By surveying shoppers, checking price tags, and observing customers in stores, the students were able to draw some conclusions about the holiday season that could help guide investment strategies.

For starters, the mall was packed with gift-shoppers on a pre-Thanksgiving shopping day that most New Yorkers don't get off from work. This indicates that this year's ultrapromotional environment at mall-based retailers has lured many holiday shoppers out early to take advantage of good deals. The heavy traffic also boded well for consumer attitudes at a time when many on Wall Street are concerned that a spending slowdown is at hand.

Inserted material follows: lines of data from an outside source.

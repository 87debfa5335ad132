//! Action representation: display name + cost + command.
//!
//! Actions are the only way game state changes outside the engine's own
//! transitions. An action is plain data: a name to show, a cost to debit, and
//! an `ActionKind` the game interprets. The engine decides legality with
//! `Action::is_allowed` and applies the effect with `Action::perform`.
//!
//! ## Invocation protocol
//!
//! Callers debit `cost` from the current player, then perform. This ordering
//! matters: effects may inspect the already-debited ledger. `Game::debit_and_perform`
//! does both steps.
//!
//! ```
//! use oligopoly::core::{Action, ActionKind, Ledger};
//!
//! let end = Action::free("End Turn", ActionKind::EndTurn);
//! assert!(end.cost.is_empty());
//!
//! let tax = Action::new("Pay Tax", Ledger::single("MONEY", 200), ActionKind::PayTax);
//! assert_eq!(tax.cost.get("MONEY"), 200);
//! ```

use super::ledger::Ledger;
use super::player::PlayerId;
use crate::board::Board;

/// The command an action carries out.
#[derive(Clone, Debug, PartialEq, Eq, Hash)]
pub enum ActionKind {
    // === Turn flow ===
    /// Roll the dice and move.
    Move,
    /// End the current turn.
    EndTurn,

    // === Tiles ===
    /// Draw a random card from the deck of the tile stood on.
    DrawCard,
    /// Pay rent (already debited) to the property's owner.
    PayRent { owner: PlayerId },
    /// Take an unowned property (price already debited).
    BuyProperty { property: String },
    /// Pay a tax (already debited) to the bank.
    PayTax,

    // === Jail ===
    /// Spend a get-out-of-jail-free card.
    UseJailCard,
    /// Try to roll doubles out of jail, once per turn.
    AttemptJailRoll,
    /// Pay the fine. `forced` once the player has waited three turns.
    PayJailFine { forced: bool },

    // === Cards ===
    /// Go to jail and end the turn.
    AcceptFate,
    /// Take one copy of an ownable card.
    AcceptCard { item: String },
    /// Advance to the next tile of a property.
    GoToProperty { property: String },
    /// Resolve the presented scripted card with the choice at `index`.
    CardChoice { index: usize },

    // === Holder actions ===
    Mortgage { property: String },
    Unmortgage { property: String },
    BuyHouse { property: String },
    SellHouse { property: String },
    BuyHotel { property: String },
    SellHotel { property: String },
    /// Use the power of a held ownable card.
    UseCard { item: String },
}

/// A complete, offerable action.
#[derive(Clone, Debug, PartialEq, Eq, Hash)]
pub struct Action {
    /// Display name.
    pub name: String,
    /// Debited from the current player before the effect runs.
    pub cost: Ledger,
    /// What the action does.
    pub kind: ActionKind,
}

impl Action {
    /// Create an action with a cost.
    #[must_use]
    pub fn new(name: impl Into<String>, cost: Ledger, kind: ActionKind) -> Self {
        Self {
            name: name.into(),
            cost,
            kind,
        }
    }

    /// Create an action with no cost.
    #[must_use]
    pub fn free(name: impl Into<String>, kind: ActionKind) -> Self {
        Self::new(name, Ledger::new(), kind)
    }

    /// Button label: the name, with the cost appended when there is one.
    #[must_use]
    pub fn label(&self, board: &Board) -> String {
        if self.cost.is_empty() {
            self.name.clone()
        } else {
            format!("{} ({})", self.name, self.cost.format(board))
        }
    }
}

#[cfg(test)]
mod tests {
    use super::*;
    use crate::board::presets;

    #[test]
    fn test_free_action_has_empty_cost() {
        let action = Action::free("Move", ActionKind::Move);
        assert_eq!(action.name, "Move");
        assert!(action.cost.is_empty());
    }

    #[test]
    fn test_label() {
        let board = presets::standard();

        let free = Action::free("End Turn", ActionKind::EndTurn);
        assert_eq!(free.label(&board), "End Turn");

        let tax = Action::new("Pay Tax", Ledger::single("MONEY", 200), ActionKind::PayTax);
        assert_eq!(tax.label(&board), "Pay Tax ($200)");
    }

    #[test]
    fn test_action_equality() {
        let a1 = Action::free("Buy", ActionKind::BuyProperty { property: "A".into() });
        let a2 = Action::free("Buy", ActionKind::BuyProperty { property: "A".into() });
        let a3 = Action::free("Buy", ActionKind::BuyProperty { property: "B".into() });

        assert_eq!(a1, a2);
        assert_ne!(a1, a3);
    }
}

Random interviews with 564 people showed that about 49% of respondents planned to spend about the same on gifts this year as they did last year, while 35% plan to spend more and 16% plan to spend less. Despite the crude methodology, the results fall somewhere in the middle of similar surveys used on Wall Street, which are currently all over the map as far as this year's spending plans go.

Meanwhile, more than 50% of those surveyed said their personal income was the deciding factor in their shopping plans. Only a small minority named fuel prices or rising interest rates as a factor, showing that recent economic trends that have Wall Street on edge may be having only a negligible effect on spending habits.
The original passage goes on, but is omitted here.